▸ **PROVIDED DATA**:
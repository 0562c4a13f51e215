// This Source Code Form is subject to the terms of the Mozilla Public
// License, v. 2.0. If a copy of the MPL was not distributed with this
// file, You can obtain one at https://mozilla.org/MPL/2.0/.

// Copyright 2025 Oxide Computer Company

//! Internet Control Message Protocol (ICMP) shared data structures.

pub mod v4;
pub mod v6;

pub use v4::Icmp4;
pub use v6::Icmp6;

use super::frame::Frame;
use super::headers::FieldError;
use super::headers::ParseError;
use super::headers::apply_op;
use crate::api::FieldNum;
use crate::api::FieldOp;
use crate::api::HeaderKind;
use crate::api::Instance;
use zerocopy::FromBytes;
use zerocopy::Immutable;
use zerocopy::IntoBytes;
use zerocopy::KnownLayout;
use zerocopy::Unaligned;

pub const ICMP_HDR_SZ: usize = 8;

/// The header common to both ICMP versions.
#[repr(C)]
#[derive(
    Clone, Debug, Default, FromBytes, IntoBytes, KnownLayout, Immutable,
    Unaligned,
)]
pub struct IcmpHdrRaw {
    pub msg_type: u8,
    pub msg_code: u8,
    pub csum: [u8; 2],
    pub rest_of_hdr: [u8; 4],
}

impl IcmpHdrRaw {
    pub(crate) fn parse(
        frame: &mut Frame<'_>,
        kind: HeaderKind,
    ) -> Result<Self, ParseError> {
        let bytes = frame.read_header(ICMP_HDR_SZ)?;
        let (hdr, _) = Self::read_from_prefix(bytes)
            .map_err(|_| ParseError::BadHeader { kind, msg: "short" })?;
        Ok(hdr)
    }

    pub(crate) fn get(&self, num: FieldNum) -> Option<Vec<u8>> {
        match num {
            FieldNum::IcmpType => Some(vec![self.msg_type]),
            FieldNum::IcmpCode => Some(vec![self.msg_code]),
            _ => None,
        }
    }

    pub(crate) fn update(
        &mut self,
        num: FieldNum,
        instance: Instance,
        op: FieldOp,
        arg: &[u8],
    ) -> Result<(), FieldError> {
        let field = match num {
            FieldNum::IcmpType => &mut self.msg_type,
            FieldNum::IcmpCode => &mut self.msg_code,
            _ => return Err(FieldError::no_field(num, instance)),
        };
        apply_op(core::slice::from_mut(field), op, arg);
        Ok(())
    }
}
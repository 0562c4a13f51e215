// This Source Code Form is subject to the terms of the Mozilla Public
// License, v. 2.0. If a copy of the MPL was not distributed with this
// file, You can obtain one at https://mozilla.org/MPL/2.0/.

// Copyright 2025 Oxide Computer Company

//! Per-packet metadata.
//!
//! The metadata handler always occupies the PACKET group. It has no
//! bytes on the wire; its fields carry the forwarding state that
//! travels with a packet through the pipeline.

use super::frame::FieldView;
use super::frame::Frame;
use super::headers::FieldError;
use super::headers::Handler;
use super::headers::HeaderEnv;
use super::headers::HeaderHandler;
use super::headers::ParseError;
use super::headers::apply_op;
use crate::api::FieldNum;
use crate::api::FieldOp;
use crate::api::HeaderKind;
use crate::api::Instance;
use crate::api::Nid;

/// The number of instances of each scratch attribute width.
pub const ATTR_SLOTS: usize = 8;

#[derive(Clone, Debug, Default, Eq, PartialEq)]
pub struct Metadata {
    input_port: [u8; 8],
    output_port: [u8; 8],
    vrf: [u8; 8],
    packet_length: [u8; 4],
    nexthop_id: [u8; 8],
    nexthop_group_id: [u8; 8],
    trap_id: [u8; 8],
    tunnel_id: [u8; 8],
    policer_id: [u8; 8],
    packet_action: [u8; 1],
    attr8: [[u8; 1]; ATTR_SLOTS],
    attr16: [[u8; 2]; ATTR_SLOTS],
    attr24: [[u8; 3]; ATTR_SLOTS],
    attr32: [[u8; 4]; ATTR_SLOTS],
}

/// The metadata parser consumes nothing and hands off to the
/// caller's start header.
pub fn parse(
    _frame: &mut Frame<'_>,
    start: HeaderKind,
) -> Result<(Handler, HeaderKind), ParseError> {
    Ok((Handler::Metadata(Metadata::default()), start))
}

impl Metadata {
    pub fn input_port(&self) -> Nid {
        Nid::new(FieldView::new(&self.input_port).get())
    }

    pub fn set_input_port(&mut self, nid: Nid) {
        self.input_port = nid.to_be_bytes();
    }

    pub fn output_port(&self) -> Nid {
        Nid::new(FieldView::new(&self.output_port).get())
    }

    pub fn set_output_port(&mut self, nid: Nid) {
        self.output_port = nid.to_be_bytes();
    }

    pub fn packet_length(&self) -> u32 {
        u32::from_be_bytes(self.packet_length)
    }

    /// Cache the wire length of everything after the metadata.
    fn set_packet_length(&mut self, env: &HeaderEnv<'_>) {
        let len = u32::try_from(env.inner_len()).unwrap_or(u32::MAX);
        self.packet_length = len.to_be_bytes();
    }

    fn field(&self, num: FieldNum, instance: Instance) -> Option<&[u8]> {
        use FieldNum::*;

        if let Some(slot) = Self::attr_slot(num, instance) {
            return match num {
                Attribute8 => Some(&self.attr8[slot]),
                Attribute16 => Some(&self.attr16[slot]),
                Attribute24 => Some(&self.attr24[slot]),
                _ => Some(&self.attr32[slot]),
            };
        }

        if instance.resolve(1) != Some(0) {
            return None;
        }

        let f: &[u8] = match num {
            InputPort => &self.input_port,
            OutputPort => &self.output_port,
            Vrf => &self.vrf,
            PacketLength => &self.packet_length,
            NexthopId => &self.nexthop_id,
            NexthopGroupId => &self.nexthop_group_id,
            TrapId => &self.trap_id,
            TunnelId => &self.tunnel_id,
            PolicerId => &self.policer_id,
            PacketAction => &self.packet_action,
            _ => return None,
        };
        Some(f)
    }

    fn field_mut(
        &mut self,
        num: FieldNum,
        instance: Instance,
    ) -> Option<&mut [u8]> {
        use FieldNum::*;

        if let Some(slot) = Self::attr_slot(num, instance) {
            return match num {
                Attribute8 => Some(&mut self.attr8[slot]),
                Attribute16 => Some(&mut self.attr16[slot]),
                Attribute24 => Some(&mut self.attr24[slot]),
                _ => Some(&mut self.attr32[slot]),
            };
        }

        if instance.resolve(1) != Some(0) {
            return None;
        }

        let f: &mut [u8] = match num {
            InputPort => &mut self.input_port,
            OutputPort => &mut self.output_port,
            Vrf => &mut self.vrf,
            PacketLength => &mut self.packet_length,
            NexthopId => &mut self.nexthop_id,
            NexthopGroupId => &mut self.nexthop_group_id,
            TrapId => &mut self.trap_id,
            TunnelId => &mut self.tunnel_id,
            PolicerId => &mut self.policer_id,
            PacketAction => &mut self.packet_action,
            _ => return None,
        };
        Some(f)
    }

    fn attr_slot(num: FieldNum, instance: Instance) -> Option<usize> {
        match num {
            FieldNum::Attribute8
            | FieldNum::Attribute16
            | FieldNum::Attribute24
            | FieldNum::Attribute32 => instance.resolve(ATTR_SLOTS),
            _ => None,
        }
    }
}

impl HeaderHandler for Metadata {
    fn kind(&self, instance: Instance) -> Option<HeaderKind> {
        (instance.resolve(1) == Some(0)).then_some(HeaderKind::Metadata)
    }

    fn len(&self) -> usize {
        0
    }

    fn emit(&self, _out: &mut Vec<u8>) {}

    fn get(
        &self,
        num: FieldNum,
        instance: Instance,
    ) -> Result<Vec<u8>, FieldError> {
        self.field(num, instance)
            .map(|f| f.to_vec())
            .ok_or_else(|| FieldError::no_field(num, instance))
    }

    fn update(
        &mut self,
        num: FieldNum,
        instance: Instance,
        op: FieldOp,
        arg: &[u8],
    ) -> Result<bool, FieldError> {
        let scratch = Self::attr_slot(num, instance).is_some();
        if op != FieldOp::Set && !scratch {
            return Err(FieldError::bad_op(num, instance, op));
        }

        let field = self
            .field_mut(num, instance)
            .ok_or_else(|| FieldError::no_field(num, instance))?;
        apply_op(field, op, arg);
        Ok(true)
    }

    fn reload(&mut self, bytes: &[u8]) -> bool {
        bytes.is_empty()
    }

    fn attach(&mut self, env: &HeaderEnv<'_>) {
        self.set_packet_length(env);
    }

    fn rebuild(&mut self, env: &HeaderEnv<'_>, _dirty: bool) {
        self.set_packet_length(env);
    }
}

#[cfg(test)]
mod test {
    use super::*;

    #[test]
    fn scalar_fields_set_only() {
        let mut md = Metadata::default();
        md.update(FieldNum::Vrf, Instance::FIRST, FieldOp::Set, &[7]).unwrap();
        assert_eq!(
            md.get(FieldNum::Vrf, Instance::FIRST).unwrap(),
            vec![0, 0, 0, 0, 0, 0, 0, 7]
        );

        let err = md
            .update(FieldNum::Vrf, Instance::FIRST, FieldOp::Inc, &[1])
            .unwrap_err();
        assert!(matches!(err, FieldError::BadOp { .. }));
        assert!(md.get(FieldNum::Vrf, Instance::new(1)).is_err());
    }

    #[test]
    fn scratch_slots() {
        let mut md = Metadata::default();
        let num = FieldNum::Attribute16;
        md.update(num, Instance::new(3), FieldOp::Set, &[0x01, 0xFF]).unwrap();
        md.update(num, Instance::new(3), FieldOp::Inc, &[1]).unwrap();
        assert_eq!(md.get(num, Instance::new(3)).unwrap(), vec![0x02, 0x00]);

        md.update(num, Instance::LAST, FieldOp::Dec, &[1]).unwrap();
        assert_eq!(md.get(num, Instance::new(7)).unwrap(), vec![0xFF, 0xFF]);
        assert!(md.get(num, Instance::new(8)).is_err());

        md.update(FieldNum::Attribute24, Instance::FIRST, FieldOp::Set, &[
            1, 2, 3, 4,
        ])
        .unwrap();
        assert_eq!(
            md.get(FieldNum::Attribute24, Instance::FIRST).unwrap(),
            vec![2, 3, 4]
        );
    }

    #[test]
    fn ports() {
        let mut md = Metadata::default();
        md.set_output_port(Nid::new(0x1234));
        assert_eq!(md.output_port(), Nid::new(0x1234));
        assert_eq!(
            md.get(FieldNum::OutputPort, Instance::FIRST).unwrap(),
            0x1234u64.to_be_bytes().to_vec()
        );
        assert!(!md.input_port().is_valid());
    }
}
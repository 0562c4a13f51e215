// This Source Code Form is subject to the terms of the Mozilla Public
// License, v. 2.0. If a copy of the MPL was not distributed with this
// file, You can obtain one at https://mozilla.org/MPL/2.0/.

// Copyright 2025 Oxide Computer Company

//! Types shared between the forwarding engine and the things that
//! drive it: control planes building descriptors, port drivers
//! feeding frames, and tooling printing state.

#![no_std]
#![deny(unreachable_patterns)]
#![deny(unused_must_use)]

#[cfg(any(feature = "std", test))]
#[macro_use]
extern crate std;

#[macro_use]
extern crate alloc;

use alloc::string::String;
use core::fmt;
use core::fmt::Display;
use serde::Deserialize;
use serde::Serialize;

pub mod action;
pub mod counter;
pub mod field;
pub mod header;
pub mod mac;
pub mod object;
pub mod port;

pub use action::*;
pub use counter::*;
pub use field::*;
pub use header::*;
pub use mac::*;
pub use object::*;
pub use port::*;

/// The overall version of the API. Anytime a descriptor is added,
/// removed, or modified, this number should increment.
pub const API_VERSION: u64 = 1;

#[derive(Clone, Copy, Debug, Deserialize, Eq, PartialEq, Serialize)]
pub enum Direction {
    In = 1,
    Out = 2,
}

impl core::str::FromStr for Direction {
    type Err = String;

    fn from_str(s: &str) -> core::result::Result<Self, Self::Err> {
        match s.to_ascii_lowercase().as_str() {
            "in" => Ok(Direction::In),
            "out" => Ok(Direction::Out),
            _ => Err(format!("invalid direction: {}", s)),
        }
    }
}

impl Display for Direction {
    fn fmt(&self, f: &mut fmt::Formatter) -> fmt::Result {
        let dirstr = match self {
            Direction::In => "IN",
            Direction::Out => "OUT",
        };

        write!(f, "{}", dirstr)
    }
}

/// The disposition produced by an action, and by a pipeline as a
/// whole.
///
/// `Evaluate` only ever flows between an action and the pipeline
/// running it. A finished pipeline reports one of the other four.
#[derive(
    Clone, Copy, Debug, Default, Deserialize, Eq, Hash, PartialEq, Serialize,
)]
pub enum State {
    /// No terminating decision was made.
    #[default]
    Continue,
    /// The packet is to be disposed of.
    Drop,
    /// The action framework is done with the packet.
    Consume,
    /// Dispatch the packet to its current output port.
    Output,
    /// Run the deferred on-evaluate actions.
    Evaluate,
}

impl State {
    /// Does this state end a pipeline?
    pub fn is_terminal(&self) -> bool {
        matches!(self, Self::Drop | Self::Consume | Self::Output)
    }
}

impl Display for State {
    fn fmt(&self, f: &mut fmt::Formatter) -> fmt::Result {
        let s = match self {
            Self::Continue => "CONTINUE",
            Self::Drop => "DROP",
            Self::Consume => "CONSUME",
            Self::Output => "OUTPUT",
            Self::Evaluate => "EVALUATE",
        };
        write!(f, "{s}")
    }
}

#[cfg(test)]
mod test {
    use super::*;

    #[test]
    fn direction_from_str() {
        assert_eq!("IN".parse::<Direction>(), Ok(Direction::In));
        assert_eq!("out".parse::<Direction>(), Ok(Direction::Out));
        assert!("sideways".parse::<Direction>().is_err());
    }

    #[test]
    fn terminal_states() {
        assert!(State::Drop.is_terminal());
        assert!(State::Output.is_terminal());
        assert!(State::Consume.is_terminal());
        assert!(!State::Continue.is_terminal());
        assert!(!State::Evaluate.is_terminal());
    }
}
// This Source Code Form is subject to the terms of the Mozilla Public
// License, v. 2.0. If a copy of the MPL was not distributed with this
// file, You can obtain one at https://mozilla.org/MPL/2.0/.

// Copyright 2025 Oxide Computer Company

//! Shared setup for the forwarding benchmarks.

use fwd::Context;
use fwd::api::ActionDesc;
use fwd::api::Direction;
use fwd::api::EntryDesc;
use fwd::api::FieldNum;
use fwd::api::PortDesc;
use fwd::api::Position;
use fwd::api::TableDesc;
use fwd::api::UpdateDesc;
use fwd::engine::port::Port;
use fwd_test_utils::TestPort;
use std::sync::Arc;

/// A guest port whose inbound pipeline routes everything to an
/// uplink: lookup, TTL decrement, source rewrite, transmit.
pub struct Routed {
    pub ctx: Arc<Context>,
    pub vif: Arc<TestPort>,
    pub uplink: Arc<TestPort>,
}

pub fn routed() -> Routed {
    let ctx = Context::new("bench", 0);
    let vif = TestPort::add(&ctx, "vif0").unwrap();
    let uplink = TestPort::add(&ctx, "uplink0").unwrap();
    ctx.create_table("route", &TableDesc::Action { default_actions: vec![] })
        .unwrap();
    ctx.add_entry(
        "route",
        "default",
        &EntryDesc::Action {
            actions: vec![
                ActionDesc::from(UpdateDesc::dec(FieldNum::IpHop, &[1])).into(),
                ActionDesc::from(UpdateDesc::set(
                    FieldNum::IpAddrSrc,
                    &[192, 168, 0, 1],
                ))
                .into(),
                ActionDesc::Transmit { port: "uplink0".into(), immediate: true }
                    .into(),
            ],
            position: Position::Tail,
        },
    )
    .unwrap();
    vif.update(
        &ctx,
        &PortDesc {
            dir: Direction::In,
            actions: vec![ActionDesc::Lookup { table: "route".into() }.into()],
        },
    )
    .unwrap();

    Routed { ctx, vif, uplink }
}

▸ **DESCRIPTION OF THE TASK**: Return every line of the listing that has the word "bool" in it.

▸ **RESPONSE**:
    ) -> Result<bool, FieldError> {
    fn reload(&mut self, bytes: &[u8]) -> bool {
    fn rebuild(&mut self, env: &HeaderEnv<'_>, _dirty: bool) {
    pub fn is_terminal(&self) -> bool {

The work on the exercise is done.